In rendering the opinion set forth herein, we have examined originals or copies, certified or otherwise identified to our satisfaction, of (i) the Registration Statement, (ii) resolutions adopted by the Board of Directors of the Company (the “Board”), (iii) the Amended and Restated Certificate of Incorporation of the Company (the “Certificate of Incorporation”), (iv) the Amended and Restated Bylaws of the Company (the “Bylaws”), and (v) such other certificates, instruments and documents as we considered appropriate for purposes of the opinion hereafter expressed.

 

We have not performed any independent investigation other than the document examination described above. We have assumed and relied, as to questions of fact and mixed questions of law and fact, on the truth, completeness, authenticity and due authorization of all certificates, documents and records examined, and the genuineness of all signatures.

 

The opinion set forth below is limited to the Delaware General Corporation Law.

 

Based on the foregoing, we are of the opinion that when (i) the Board or a committee thereof has taken all necessary corporate action to approve the issuance and terms of the offering of shares of Common Stock and related matters; and (ii) certificates representing the shares of Common Stock have been duly executed, countersigned, registered and delivered, or if uncertificated, valid book-entry notations have been made in the share register of the Company, in each case in accordance with the Certificate of Incorporation and the Bylaws, in accordance with the applicable underwriting agreement approved by the Board or a committee thereof, then upon payment of the consideration therefor (not less than the par value of Common Stock) provided for therein, such shares of Common Stock will be validly issued, fully paid and non-assessable.

 

 

Blank Rome LLP | blankrome.com

 

 

 

 

 

October 31, 2024

Page 2

 

This opinion is given as of the date hereof.
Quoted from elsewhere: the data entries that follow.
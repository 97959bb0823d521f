use std::collections::HashMap;
use std::sync::Arc;

use crate::config::AppConfig;
use crate::db::MemoryStore;
use crate::services::{auth, bootstrap};
use crate::AppState;

/// State over a fresh, bootstrapped in-memory store.
pub async fn test_state() -> AppState {
    let vars: HashMap<&str, &str> = HashMap::from([
        ("JWT_SECRET", "unit-test-secret"),
        ("AUTH_TIMEOUT_MS", "500"),
    ]);
    let config = AppConfig::from_lookup(|k| vars.get(k).map(|v| v.to_string())).unwrap();
    let store = Arc::new(MemoryStore::new());
    bootstrap::run(store.as_ref(), &config.bootstrap).await.unwrap();
    AppState::new(store, config).unwrap()
}

pub async fn admin_token(state: &AppState) -> String {
    auth::login(
        state.store.as_ref(),
        &state.config.bootstrap.admin_email,
        &state.config.bootstrap.admin_password,
        &state.config.jwt,
    )
    .await
    .unwrap()
    .access_token
}
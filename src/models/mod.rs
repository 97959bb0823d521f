//! Domain records, change sets and wire DTOs.

pub mod label;
pub mod pagination;
pub mod patch;
pub mod task;
pub mod task_status;
pub mod user;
We assume no obligation to update or supplement this opinion to reflect any facts or circumstances which may hereafter come to our attention or any changes in laws which may hereafter occur.

 

We consent to the filing of this opinion as an exhibit to the 462(b) Registration Statement. We also consent to any and all references to us in the prospectus which is part of said 462(b) Registration Statement. In giving this consent, we do not thereby admit that we are within the category of persons whose consent is required under Section 7 of the Securities Act or the rules and regulations of the Commission promulgated thereunder. This opinion is strictly limited to the matters stated herein and no other or more extensive opinion is intended, implied or to be inferred beyond the matters expressly stated herein. This opinion letter is not a guaranty nor may one be inferred or implied.